Dataset excerpts
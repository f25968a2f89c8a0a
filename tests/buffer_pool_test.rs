//! Integration tests for the buffer pool manager

use std::sync::Arc;

use stratum::buffer::BufferPoolManager;
use stratum::common::{PageId, StratumError, PAGE_SIZE};
use stratum::storage::disk::DiskManager;
use tempfile::NamedTempFile;

fn create_bpm(pool_size: usize, k: usize) -> (BufferPoolManager, NamedTempFile) {
    let temp_file = NamedTempFile::new().unwrap();
    let dm = Arc::new(DiskManager::new(temp_file.path()).unwrap());
    (BufferPoolManager::new(pool_size, k, dm), temp_file)
}

/// Pool of 3 frames, K=2: a dirty page pushed out by later allocations must
/// land on disk before its frame is reused.
#[test]
fn test_eviction_reclaims_dirty_page() {
    let (bpm, _temp) = create_bpm(3, 2);

    let p1 = bpm.new_page().unwrap().page_id();
    {
        let mut guard = bpm.fetch_page_write(p1).unwrap();
        guard.data_mut()[0] = 0xAB;
        guard.data_mut()[PAGE_SIZE - 1] = 0xCD;
    }

    // Same access pattern for the fillers keeps eviction order FIFO, so p1
    // is the first frame reclaimed
    let mut later = Vec::new();
    for _ in 0..3 {
        let pid = bpm.new_page().unwrap().page_id();
        {
            let _guard = bpm.fetch_page_write(pid).unwrap();
        }
        later.push(pid);
    }

    assert_eq!(bpm.get_pin_count(p1), None, "p1 should have been evicted");

    let mut image = [0u8; PAGE_SIZE];
    bpm.disk_manager().read_page(p1, &mut image).unwrap();
    assert_eq!(image[0], 0xAB);
    assert_eq!(image[PAGE_SIZE - 1], 0xCD);

    // Fetching p1 back reads the same bytes
    let guard = bpm.fetch_page_read(p1).unwrap();
    assert_eq!(guard.data()[0], 0xAB);
}

#[test]
fn test_pin_count_tracks_guards() {
    let (bpm, _temp) = create_bpm(4, 2);

    let pid = bpm.new_page().unwrap().page_id();
    assert_eq!(bpm.get_pin_count(pid), Some(0));

    let g1 = bpm.fetch_page_read(pid).unwrap();
    let g2 = bpm.fetch_page_read(pid).unwrap();
    assert_eq!(bpm.get_pin_count(pid), Some(2));

    drop(g1);
    assert_eq!(bpm.get_pin_count(pid), Some(1));
    drop(g2);
    assert_eq!(bpm.get_pin_count(pid), Some(0));
}

#[test]
fn test_pinned_pages_never_evicted() {
    let (bpm, _temp) = create_bpm(2, 2);

    let p1 = bpm.new_page().unwrap().page_id();
    let _held = bpm.fetch_page_read(p1).unwrap();

    let _p2_guard = bpm.new_page().unwrap();

    // Both frames pinned: the pool has nothing to give
    assert!(matches!(bpm.new_page(), Err(StratumError::PoolExhausted)));

    // p1 is still resident and readable
    let guard = bpm.fetch_page_read(p1).unwrap();
    assert_eq!(guard.page_id(), p1);
}

#[test]
fn test_dirty_bit_survives_clean_unpin() {
    let (bpm, _temp) = create_bpm(4, 2);

    let pid = bpm.new_page().unwrap().page_id();
    {
        let mut guard = bpm.fetch_page_write(pid).unwrap();
        guard.data_mut()[10] = 99;
    }

    // A later clean unpin must not clear the dirty bit: push the page out
    // and verify the write reached disk
    {
        let _guard = bpm.fetch_page_read(pid).unwrap();
    }
    for _ in 0..4 {
        let pid2 = bpm.new_page().unwrap().page_id();
        let _g = bpm.fetch_page_write(pid2).unwrap();
    }

    let mut image = [0u8; PAGE_SIZE];
    bpm.disk_manager().read_page(pid, &mut image).unwrap();
    assert_eq!(image[10], 99);
}

#[test]
fn test_flush_page_clears_dirty() {
    let (bpm, _temp) = create_bpm(4, 2);

    let pid = bpm.new_page().unwrap().page_id();
    {
        let mut guard = bpm.fetch_page_write(pid).unwrap();
        guard.data_mut()[0] = 1;
    }

    let writes_before = bpm.disk_manager().num_writes();
    assert!(bpm.flush_page(pid).unwrap());
    assert_eq!(bpm.disk_manager().num_writes(), writes_before + 1);

    // Evicting a flushed (clean) page issues no further write
    for _ in 0..4 {
        let pid2 = bpm.new_page().unwrap().page_id();
        let _g = bpm.fetch_page_write(pid2).unwrap();
    }
    assert_eq!(bpm.get_pin_count(pid), None);
    assert_eq!(bpm.disk_manager().num_writes(), writes_before + 1);
}

#[test]
fn test_flush_unknown_page() {
    let (bpm, _temp) = create_bpm(2, 2);
    assert!(!bpm.flush_page(PageId::new(1234)).unwrap());
}

#[test]
fn test_delete_page_returns_frame() {
    let (bpm, _temp) = create_bpm(2, 2);

    let pid = bpm.new_page().unwrap().page_id();
    assert_eq!(bpm.free_frame_count(), 1);

    assert!(bpm.delete_page(pid).unwrap());
    assert_eq!(bpm.free_frame_count(), 2);
    assert_eq!(bpm.get_pin_count(pid), None);
}

#[test]
fn test_buffer_pool_conservation() {
    let (bpm, _temp) = create_bpm(5, 2);

    let mut pids = Vec::new();
    for _ in 0..5 {
        pids.push(bpm.new_page().unwrap().page_id());
    }
    // resident pages + free frames always add up to the pool size
    assert_eq!(bpm.free_frame_count(), 0);

    bpm.delete_page(pids[0]).unwrap();
    bpm.delete_page(pids[1]).unwrap();
    assert_eq!(bpm.free_frame_count(), 2);
}

#[test]
fn test_concurrent_fetches_share_one_frame() {
    use std::thread;

    let (bpm, _temp) = create_bpm(8, 2);
    let bpm = Arc::new(bpm);

    let pid = bpm.new_page().unwrap().page_id();
    {
        let mut guard = bpm.fetch_page_write(pid).unwrap();
        guard.data_mut()[0] = 7;
    }

    let handles: Vec<_> = (0..8)
        .map(|_| {
            let bpm = Arc::clone(&bpm);
            thread::spawn(move || {
                for _ in 0..100 {
                    let guard = bpm.fetch_page_read(pid).unwrap();
                    assert_eq!(guard.data()[0], 7);
                }
            })
        })
        .collect();

    for handle in handles {
        handle.join().unwrap();
    }

    assert_eq!(bpm.get_pin_count(pid), Some(0));
}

> _About this exercise_
Could all of the entries be retyped word for word?

> _Expected answer_
repository f25968a2f89c8a0a
filename tests/buffer_pool_test.rs
//! Integration tests for the buffer pool manager

use std::sync::Arc;

use stratum::buffer::BufferPoolManager;
use stratum::common::{PageId, StratumError, PAGE_SIZE};
use stratum::storage::disk::DiskManager;
use tempfile::NamedTempFile;

fn create_bpm(pool_size: usize, k: usize) -> (BufferPoolManager, NamedTempFile) {
    let temp_file = NamedTempFile::new().unwrap();
    let dm = Arc::new(DiskManager::new(temp_file.path()).unwrap());
    (BufferPoolManager::new(pool_size, k, dm), temp_file)
}

/// Pool of 3 frames, K=2: a dirty page pushed out by later allocations must
/// land on disk before its frame is reused.
#[test]
fn test_eviction_reclaims_dirty_page() {
    let (bpm, _temp) = create_bpm(3, 2);

    let p1 = bpm.new_page().unwrap().page_id();
    {
        let mut guard = bpm.fetch_page_write(p1).unwrap();
        guard.data_mut()[0] = 0xAB;
        guard.data_mut()[PAGE_SIZE - 1] = 0xCD;
    }

    // Same access pattern for the fillers keeps eviction order FIFO, so p1
    // is the first frame reclaimed
    let mut later = Vec::new();
    for _ in 0..3 {
        let pid = bpm.new_page().unwrap().page_id();
        {
            let _guard = bpm.fetch_page_write(pid).unwrap();
        }
        later.push(pid);
    }

    assert_eq!(bpm.get_pin_count(p1), None, "p1 should have been evicted");

    let mut image = [0u8; PAGE_SIZE];
    bpm.disk_manager().read_page(p1, &mut image).unwrap();
    assert_eq!(image[0], 0xAB);
    assert_eq!(image[PAGE_SIZE - 1], 0xCD);

    // Fetching p1 back reads the same bytes
    let guard = bpm.fetch_page_read(p1).unwrap();
    assert_eq!(guard.data()[0], 0xAB);
}

#[test]
fn test_pin_count_tracks_guards() {
    let (bpm, _temp) = create_bpm(4, 2);

    let pid = bpm.new_page().unwrap().page_id();
    assert_eq!(bpm.get_pin_count(pid), Some(0));

    let g1 = bpm.fetch_page_read(pid).unwrap();
    let g2 = bpm.fetch_page_read(pid).unwrap();
    assert_eq!(bpm.get_pin_count(pid), Some(2));

    drop(g1);
    assert_eq!(bpm.get_pin_count(pid), Some(1));
    drop(g2);
    assert_eq!(bpm.get_pin_count(pid), Some(0));
}

#[test]
fn test_pinned_pages_never_evicted() {
    let (bpm, _temp) = create_bpm(2, 2);

    let p1 = bpm.new_page().unwrap().page_id();
    let _held = bpm.fetch_page_read(p1).unwrap();

    let _p2_guard = bpm.new_page().unwrap();

    // Both frames pinned: the pool has nothing to give
    assert!(matches!(bpm.new_page(), Err(StratumError::PoolExhausted)));

    // p1 is still resident and readable
    let guard = bpm.fetch_page_read(p1).unwrap();
    assert_eq!(guard.page_id(), p1);
}

#[test]
fn test_dirty_bit_survives_clean_unpin() {
    let (bpm, _temp) = create_bpm(4, 2);

    let pid = bpm.new_page().unwrap().page_id();
    {
        let mut guard = bpm.fetch_page_write(pid).unwrap();
        guard.data_mut()[10] = 99;
    }

    // A later clean unpin must not clear the dirty bit: push the page out
    // and verify the write reached disk
    {
        let _guard = bpm.fetch_page_read(pid).unwrap();
    }
    for _ in 0..4 {
        let pid2 = bpm.new_page().unwrap().page_id();
        let _g = bpm.fetch_page_write(pid2).unwrap();
    }

    let mut image = [0u8; PAGE_SIZE];
    bpm.disk_manager().read_page(pid, &mut image).unwrap();
    assert_eq!(image[10], 99);
}

#[test]
fn test_flush_page_clears_dirty() {
    let (bpm, _temp) = create_bpm(4, 2);

    let pid = bpm.new_page().unwrap().page_id();
    {
        let mut guard = bpm.fetch_page_write(pid).unwrap();
        guard.data_mut()[0] = 1;
    }

    let writes_before = bpm.disk_manager().num_writes();
    assert!(bpm.flush_page(pid).unwrap());
    assert_eq!(bpm.disk_manager().num_writes(), writes_before + 1);

    // Evicting a flushed (clean) page issues no further write
    for _ in 0..4 {
        let pid2 = bpm.new_page().unwrap().page_id();
        let _g = bpm.fetch_page_write(pid2).unwrap();
    }
    assert_eq!(bpm.get_pin_count(pid), None);
    assert_eq!(bpm.disk_manager().num_writes(), writes_before + 1);
}

#[test]
fn test_flush_unknown_page() {
    let (bpm, _temp) = create_bpm(2, 2);
    assert!(!bpm.flush_page(PageId::new(1234)).unwrap());
}

#[test]
fn test_delete_page_returns_frame() {
    let (bpm, _temp) = create_bpm(2, 2);

    let pid = bpm.new_page().unwrap().page_id();
    assert_eq!(bpm.free_frame_count(), 1);

    assert!(bpm.delete_page(pid).unwrap());
    assert_eq!(bpm.free_frame_count(), 2);
    assert_eq!(bpm.get_pin_count(pid), None);
}

#[test]
fn test_buffer_pool_conservation() {
    let (bpm, _temp) = create_bpm(5, 2);

    let mut pids = Vec::new();
    for _ in 0..5 {
        pids.push(bpm.new_page().unwrap().page_id());
    }
    // resident pages + free frames always add up to the pool size
    assert_eq!(bpm.free_frame_count(), 0);

    bpm.delete_page(pids[0]).unwrap();
    bpm.delete_page(pids[1]).unwrap();
    assert_eq!(bpm.free_frame_count(), 2);
}

#[test]
fn test_concurrent_fetches_share_one_frame() {
    use std::thread;

    let (bpm, _temp) = create_bpm(8, 2);
    let bpm = Arc::new(bpm);

    let pid = bpm.new_page().unwrap().page_id();
    {
        let mut guard = bpm.fetch_page_write(pid).unwrap();
        guard.data_mut()[0] = 7;
    }

    let handles: Vec<_> = (0..8)
        .map(|_| {
            let bpm = Arc::clone(&bpm);
            thread::spawn(move || {
                for _ in 0..100 {
                    let guard = bpm.fetch_page_read(pid).unwrap();
                    assert_eq!(guard.data()[0], 7);
                }
            })
        })
        .collect();

    for handle in handles {
        handle.join().unwrap();
    }

    assert_eq!(bpm.get_pin_count(pid), Some(0));
}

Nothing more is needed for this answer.